Arie Hogendoorn, the latest addition to the Acumen Financial Partnership team, was tasked with creating an article about the recent announcement that El Salvador will be adopting Bitcoin as legal tender as part of his apprenticeship. Arie is currently studying towards his Level 4 in Paraplanning as part of the Paraplanning Apprenticeship scheme. You can learn more about Arie here.
Read on to find out more about El Salvador becoming the first country in the world to adopt Bitcoin as legal tender in Arie’s first article.
Viva La Bitcoin Revolution – An article by Arie Hogendoorn
El Salvador became the first country to make Bitcoin legal tender. But we must ask, what does this mean for the nation and why the move to Bitcoin?
President Bekele has suggested in the past that around 70% of El Salvador’s citizens do not have access to ‘Traditional Financial Services’ and ‘We must break the paradigms of the past’. The Adoption of Bitcoin in El Salvador is aimed to make it easier and quicker for people to send money peer to peer.

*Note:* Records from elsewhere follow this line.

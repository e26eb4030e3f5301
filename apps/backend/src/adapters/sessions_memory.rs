//! In-process session store. Compare-and-swap runs under the map's shard
//! lock for the one session; listeners are called after it is released.

use std::sync::atomic::{AtomicBool, Ordering};
use std::sync::Arc;

use async_trait::async_trait;
use dashmap::mapref::entry::Entry;
use dashmap::DashMap;
use tracing::{debug, warn};
use uuid::Uuid;

use crate::domain::state::{SessionId, SessionRecord};
use crate::repos::sessions::{
    ChangeListener, SessionStore, StoreError, Subscription, Versioned,
};
use crate::utils::room_code::generate_room_code;

/// Room code draws before giving up on create.
pub const MAX_CODE_ATTEMPTS: usize = 16;

type CodeGenerator = Box<dyn Fn() -> String + Send + Sync>;
type ListenerRegistry = DashMap<SessionId, DashMap<Uuid, ChangeListener>>;

pub struct InMemorySessionStore {
    sessions: DashMap<SessionId, Versioned<SessionRecord>>,
    listeners: Arc<ListenerRegistry>,
    codes: CodeGenerator,
    unavailable: AtomicBool,
}

impl Default for InMemorySessionStore {
    fn default() -> Self {
        Self::new()
    }
}

impl InMemorySessionStore {
    pub fn new() -> Self {
        Self::with_code_generator(generate_room_code)
    }

    /// Store that draws room codes from `codes` (tests force collisions).
    pub fn with_code_generator(codes: impl Fn() -> String + Send + Sync + 'static) -> Self {
        Self {
            sessions: DashMap::new(),
            listeners: Arc::new(DashMap::new()),
            codes: Box::new(codes),
            unavailable: AtomicBool::new(false),
        }
    }

    /// Simulate an outage: every call fails with `Unavailable` while set.
    pub fn set_unavailable(&self, down: bool) {
        self.unavailable.store(down, Ordering::SeqCst);
    }

    pub fn len(&self) -> usize {
        self.sessions.len()
    }

    pub fn is_empty(&self) -> bool {
        self.sessions.is_empty()
    }

    fn check_available(&self) -> Result<(), StoreError> {
        if self.unavailable.load(Ordering::SeqCst) {
            return Err(StoreError::Unavailable("in-memory store marked down".into()));
        }
        Ok(())
    }

    fn notify(&self, id: &SessionId, snapshot: &Versioned<SessionRecord>) {
        let targets: Vec<ChangeListener> = match self.listeners.get(id) {
            Some(entry) => entry.iter().map(|l| l.value().clone()).collect(),
            None => return,
        };
        for listener in targets {
            listener(id, snapshot);
        }
    }
}

#[async_trait]
impl SessionStore for InMemorySessionStore {
    async fn create(&self, record: SessionRecord) -> Result<Versioned<SessionId>, StoreError> {
        self.check_available()?;
        for attempt in 1..=MAX_CODE_ATTEMPTS {
            let id = SessionId::from((self.codes)());
            let snapshot = match self.sessions.entry(id.clone()) {
                Entry::Occupied(_) => {
                    debug!(session_id = %id, attempt, "room code collision");
                    continue;
                }
                Entry::Vacant(slot) => {
                    let stored = Versioned {
                        version: 1,
                        value: record,
                    };
                    slot.insert(stored.clone());
                    stored
                }
            };
            self.notify(&id, &snapshot);
            return Ok(Versioned { version: 1, value: id });
        }
        warn!(attempts = MAX_CODE_ATTEMPTS, "room code space exhausted");
        Err(StoreError::CodeSpaceExhausted {
            attempts: MAX_CODE_ATTEMPTS,
        })
    }

    async fn read(&self, id: &SessionId) -> Result<Versioned<SessionRecord>, StoreError> {
        self.check_available()?;
        self.sessions
            .get(id)
            .map(|entry| entry.value().clone())
            .ok_or_else(|| StoreError::NotFound(id.clone()))
    }

    async fn update(
        &self,
        id: &SessionId,
        record: SessionRecord,
        expected_version: u64,
    ) -> Result<u64, StoreError> {
        self.check_available()?;
        let snapshot = {
            let mut entry = self
                .sessions
                .get_mut(id)
                .ok_or_else(|| StoreError::NotFound(id.clone()))?;
            if entry.version != expected_version {
                return Err(StoreError::VersionConflict {
                    expected: expected_version,
                    actual: entry.version,
                });
            }
            entry.version += 1;
            entry.value = record;
            entry.value().clone()
        };
        self.notify(id, &snapshot);
        Ok(snapshot.version)
    }

    async fn subscribe(
        &self,
        id: &SessionId,
        listener: ChangeListener,
    ) -> Result<Subscription, StoreError> {
        self.check_available()?;
        let token = Uuid::new_v4();
        self.listeners
            .entry(id.clone())
            .or_default()
            .insert(token, listener);

        let registry = Arc::clone(&self.listeners);
        let key = id.clone();
        Ok(Subscription::new(move || {
            if let Some(entry) = registry.get(&key) {
                entry.remove(&token);
            }
            registry.remove_if(&key, |_, entry| entry.is_empty());
        }))
    }

    async fn list(&self) -> Result<Vec<(SessionId, Versioned<SessionRecord>)>, StoreError> {
        self.check_available()?;
        let mut all: Vec<_> = self
            .sessions
            .iter()
            .map(|entry| (entry.key().clone(), entry.value().clone()))
            .collect();
        all.sort_by(|a, b| a.0.cmp(&b.0));
        Ok(all)
    }
}
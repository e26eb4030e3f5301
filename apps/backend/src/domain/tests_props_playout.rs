//! Seeded random playouts: every legal step keeps the 104-card total and
//! the record invariants.

use proptest::prelude::*;
use rand::rngs::StdRng;
use rand::seq::IndexedRandom;
use rand::SeedableRng;

use crate::domain::rules::legal_moves;
use crate::domain::state::SessionStatus;
use crate::domain::test_state_helpers::playing_session_with_seed;
use crate::domain::turns::{apply_move, discard_when_stuck, pass_turn, Actor};
use crate::domain::{test_gens, test_prelude, DECK_SIZE};

const NAMES: [&str; 4] = ["ann", "ben", "cat", "dan"];
const MAX_STEPS: usize = 600;

proptest! {
    #![proptest_config(test_prelude::proptest_config())]

    #[test]
    fn prop_random_playout_keeps_invariants(
        players in test_gens::player_count(),
        seed in any::<u64>(),
    ) {
        let mut record = playing_session_with_seed(&NAMES[..players], seed);
        let mut rng = StdRng::seed_from_u64(seed ^ 0x5eed);

        for step in 0..MAX_STEPS {
            if record.status == SessionStatus::Finished {
                prop_assert!(record.winner_team.is_some());
                prop_assert!(record.winning_sequence.len() >= 5);
                break;
            }
            let now = step as i64;
            let id = record.current_turn.clone().expect("someone is on turn");
            let player = record.player(&id).expect("current player present");
            let team = player.team.expect("team assigned");
            let hand = player.hand.clone();
            let moves = legal_moves(&hand, &record.board, team);

            if let Some(mv) = moves.choose(&mut rng) {
                let (row, col) = (mv.position.row() as i32, mv.position.col() as i32);
                apply_move(&mut record, &id, mv.card, row, col, Actor::Bot, now)
                    .expect("legal move applies");
            } else if let Some(card) = hand.first() {
                discard_when_stuck(&mut record, &id, *card, Actor::Bot, now)
                    .expect("stuck discard applies");
            } else {
                pass_turn(&mut record, &id, now).expect("empty hand passes");
            }

            prop_assert_eq!(record.card_count(), DECK_SIZE);
            prop_assert!(record.check_invariants().is_ok());
        }
    }
}
//! Five-in-a-row detection around the most recently placed marker.

use super::board::{Board, Position, Team};

pub const SEQUENCE_LENGTH: usize = 5;

/// Horizontal, vertical, diagonal, anti-diagonal.
pub const DIRECTIONS: [(i32, i32); 4] = [(0, 1), (1, 0), (1, 1), (1, -1)];

/// Longest walk in either direction from the origin cell.
const MAX_STEPS: i32 = 4;

#[derive(Debug, Clone, PartialEq, Eq, Default)]
pub struct WinCheck {
    pub won: bool,
    /// Contributing cells ordered along the winning axis (5 to 9 cells).
    pub cells: Vec<Position>,
}

/// Cells reached from `origin` stepping `(dr, dc)` while `matches` holds,
/// at most [`MAX_STEPS`] of them. The origin itself is not included.
pub fn walk<F>(origin: Position, (dr, dc): (i32, i32), matches: F) -> Vec<Position>
where
    F: Fn(Position) -> bool,
{
    (1..=MAX_STEPS)
        .map_while(|n| origin.offset(dr, dc, n).filter(|&p| matches(p)))
        .collect()
}

/// The contiguous line through `origin` along one axis, ordered from the
/// backward end to the forward end. `origin` is always included.
pub fn line_through<F>(origin: Position, dir: (i32, i32), matches: F) -> Vec<Position>
where
    F: Fn(Position) -> bool,
{
    let mut back = walk(origin, (-dir.0, -dir.1), &matches);
    back.reverse();
    back.push(origin);
    back.extend(walk(origin, dir, &matches));
    back
}

/// Whether the marker just placed at `last` completes a line for `team`.
pub fn check_win(board: &Board, last: Position, team: Team) -> WinCheck {
    for dir in DIRECTIONS {
        let line = line_through(last, dir, |p| board.counts_for(p, team));
        if line.len() >= SEQUENCE_LENGTH {
            return WinCheck {
                won: true,
                cells: line,
            };
        }
    }
    WinCheck::default()
}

The telephone was invented 144 years ago, however third world countries only had access to telecommunications when they went mobile, from zero to mobile phones in ten years, and skipped the 100 years of landlines. The intention is the same in ‘banking the unbanked’. 92% of El Salvador has access to the use of a mobile phone and the internet – this 92% also has access to the use of Bitcoin for transactions.
The Bitcoin market, which for the economy, reaps many benefits such as higher paying jobs, foreign investment and investment into the community through project work funded by Bitcoin-based companies – a complete paradigm shift for El Salvadorans at all levels.
Understandably people are worried about the volatility, after all extreme ups and downs in price are synonymous with Bitcoin itself. Reducing the impact of this well-known volatility, Bitcoin is being used only as a ‘backend’ for the transactions.
100 dollars => 0.0021 BTC => $100 dollars
Sent, verified and confirmed within minutes.
Rather than the $100 going through a non – existent banking system, El Salvador is utilising the decentralised and globalised Bitcoin network to allow its citizens to send money peer to peer, safely, securely and anonymously.
We take for granted the ability to use online banking apps to send friends, family or businesses money. Not all people globally have this luxury.
Yes, there have been speedbumps and issues, but the invisible hand of Bitcoin has gifted the opportunity to over 6 million El Salvadorans to transact globally and peer to peer without reliance on local infrastructure. Regardless on your opinion on bitcoin, this should be something we can all celebrate.